_What to work on_
Word for word, return the entries listed below.

+ + + + +

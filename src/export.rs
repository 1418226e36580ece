// 📥 Export - downloadable snapshot of the budget
//
// Write-only artifact: nothing in this crate reads it back.

use crate::material::Material;
use crate::storage::format_timestamp;
use anyhow::{Context, Result};
use chrono::{DateTime, Utc};
use rust_decimal::Decimal;
use serde::{Serialize, Serializer};
use std::fs;
use std::path::{Path, PathBuf};

#[derive(Debug, Clone, PartialEq, Serialize)]
#[serde(rename_all = "camelCase")]
pub struct ExportSnapshot {
    pub materials: Vec<Material>,
    #[serde(serialize_with = "serialize_export_date")]
    pub export_date: DateTime<Utc>,
    #[serde(with = "rust_decimal::serde::arbitrary_precision")]
    pub total_budget: Decimal,
    pub selected_materials: usize,
}

fn serialize_export_date<S: Serializer>(at: &DateTime<Utc>, serializer: S) -> Result<S::Ok, S::Error> {
    serializer.serialize_str(&format_timestamp(*at))
}

impl ExportSnapshot {
    /// `presupuesto_<YYYY-MM-DD>.json`, dated by the export date
    pub fn file_name(&self) -> String {
        format!("presupuesto_{}.json", self.export_date.format("%Y-%m-%d"))
    }

    /// Pretty-printed JSON, two-space indentation
    pub fn to_json(&self) -> Result<String> {
        serde_json::to_string_pretty(self).context("Failed to serialize export")
    }

    /// Write the snapshot into `dir` and return the full path of the file
    pub fn write_to_dir(&self, dir: &Path) -> Result<PathBuf> {
        fs::create_dir_all(dir)
            .with_context(|| format!("Failed to create export directory {}", dir.display()))?;

        let path = dir.join(self.file_name());
        fs::write(&path, self.to_json()?)
            .with_context(|| format!("Failed to write export file {}", path.display()))?;

        tracing::info!(path = %path.display(), "budget exported");
        Ok(path)
    }
}
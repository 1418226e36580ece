// ⚙️ Configuration - resolved from CLI flags, environment and defaults

use crate::cli::Args;
use crate::storage::{KeyValueStore, MemoryStore, SqliteStore};
use anyhow::Result;
use std::path::PathBuf;
use std::time::Duration;

const APP_DIR: &str = "materials-budget";
const DB_FILE: &str = "budget.db";
const LOG_FILE: &str = "budget.log";

#[derive(Debug, Clone, PartialEq, Eq)]
pub enum StorageConfig {
    Sqlite(PathBuf),
    Memory,
}

#[derive(Debug, Clone, PartialEq, Eq)]
pub struct Config {
    pub storage: StorageConfig,
    pub log_file: PathBuf,
    pub refresh_interval: Duration,
}

impl Config {
    pub fn from_args(args: &Args) -> Self {
        let storage = if args.ephemeral {
            StorageConfig::Memory
        } else {
            StorageConfig::Sqlite(args.db.clone().unwrap_or_else(|| data_dir().join(DB_FILE)))
        };

        Config {
            storage,
            log_file: args.log_file.clone().unwrap_or_else(|| data_dir().join(LOG_FILE)),
            // A zero interval would spin the UI loop
            refresh_interval: Duration::from_secs(args.refresh_secs.max(1)),
        }
    }

    pub fn open_store(&self) -> Result<Box<dyn KeyValueStore>> {
        match &self.storage {
            StorageConfig::Sqlite(path) => {
                tracing::info!(path = %path.display(), "opening budget database");
                Ok(Box::new(SqliteStore::open(path)?))
            }
            StorageConfig::Memory => Ok(Box::new(MemoryStore::new())),
        }
    }
}

/// `<platform data dir>/materials-budget`, or `./materials-budget` when the
/// platform has none
fn data_dir() -> PathBuf {
    dirs::data_dir()
        .unwrap_or_else(|| PathBuf::from("."))
        .join(APP_DIR)
}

+ + + + +

_Reply_
filename src/export.rs
repository 1418226e36580ece
// 📥 Export - downloadable snapshot of the budget
//
// Write-only artifact: nothing in this crate reads it back.

use crate::material::Material;
use crate::storage::format_timestamp;
use anyhow::{Context, Result};
use chrono::{DateTime, Utc};
use rust_decimal::Decimal;
use serde::{Serialize, Serializer};
use std::fs;
use std::path::{Path, PathBuf};

#[derive(Debug, Clone, PartialEq, Serialize)]
#[serde(rename_all = "camelCase")]
pub struct ExportSnapshot {
    pub materials: Vec<Material>,
    #[serde(serialize_with = "serialize_export_date")]
    pub export_date: DateTime<Utc>,
    #[serde(with = "rust_decimal::serde::arbitrary_precision")]
    pub total_budget: Decimal,
    pub selected_materials: usize,
}

fn serialize_export_date<S: Serializer>(at: &DateTime<Utc>, serializer: S) -> Result<S::Ok, S::Error> {
    serializer.serialize_str(&format_timestamp(*at))
}

impl ExportSnapshot {
    /// `presupuesto_<YYYY-MM-DD>.json`, dated by the export date
    pub fn file_name(&self) -> String {
        format!("presupuesto_{}.json", self.export_date.format("%Y-%m-%d"))
    }

    /// Pretty-printed JSON, two-space indentation
    pub fn to_json(&self) -> Result<String> {
        serde_json::to_string_pretty(self).context("Failed to serialize export")
    }

    /// Write the snapshot into `dir` and return the full path of the file
    pub fn write_to_dir(&self, dir: &Path) -> Result<PathBuf> {
        fs::create_dir_all(dir)
            .with_context(|| format!("Failed to create export directory {}", dir.display()))?;

        let path = dir.join(self.file_name());
        fs::write(&path, self.to_json()?)
            .with_context(|| format!("Failed to write export file {}", path.display()))?;

        tracing::info!(path = %path.display(), "budget exported");
        Ok(path)
    }
}
repository 1418226e36580ece
// ⚙️ Configuration - resolved from CLI flags, environment and defaults

use crate::cli::Args;
use crate::storage::{KeyValueStore, MemoryStore, SqliteStore};
use anyhow::Result;
use std::path::PathBuf;
use std::time::Duration;

const APP_DIR: &str = "materials-budget";
const DB_FILE: &str = "budget.db";
const LOG_FILE: &str = "budget.log";

#[derive(Debug, Clone, PartialEq, Eq)]
pub enum StorageConfig {
    Sqlite(PathBuf),
    Memory,
}

#[derive(Debug, Clone, PartialEq, Eq)]
pub struct Config {
    pub storage: StorageConfig,
    pub log_file: PathBuf,
    pub refresh_interval: Duration,
}

impl Config {
    pub fn from_args(args: &Args) -> Self {
        let storage = if args.ephemeral {
            StorageConfig::Memory
        } else {
            StorageConfig::Sqlite(args.db.clone().unwrap_or_else(|| data_dir().join(DB_FILE)))
        };

        Config {
            storage,
            log_file: args.log_file.clone().unwrap_or_else(|| data_dir().join(LOG_FILE)),
            // A zero interval would spin the UI loop
            refresh_interval: Duration::from_secs(args.refresh_secs.max(1)),
        }
    }

    pub fn open_store(&self) -> Result<Box<dyn KeyValueStore>> {
        match &self.storage {
            StorageConfig::Sqlite(path) => {
                tracing::info!(path = %path.display(), "opening budget database");
                Ok(Box::new(SqliteStore::open(path)?))
            }
            StorageConfig::Memory => Ok(Box::new(MemoryStore::new())),
        }
    }
}

/// `<platform data dir>/materials-budget`, or `./materials-budget` when the
/// platform has none
fn data_dir() -> PathBuf {
    dirs::data_dir()
        .unwrap_or_else(|| PathBuf::from("."))
        .join(APP_DIR)
}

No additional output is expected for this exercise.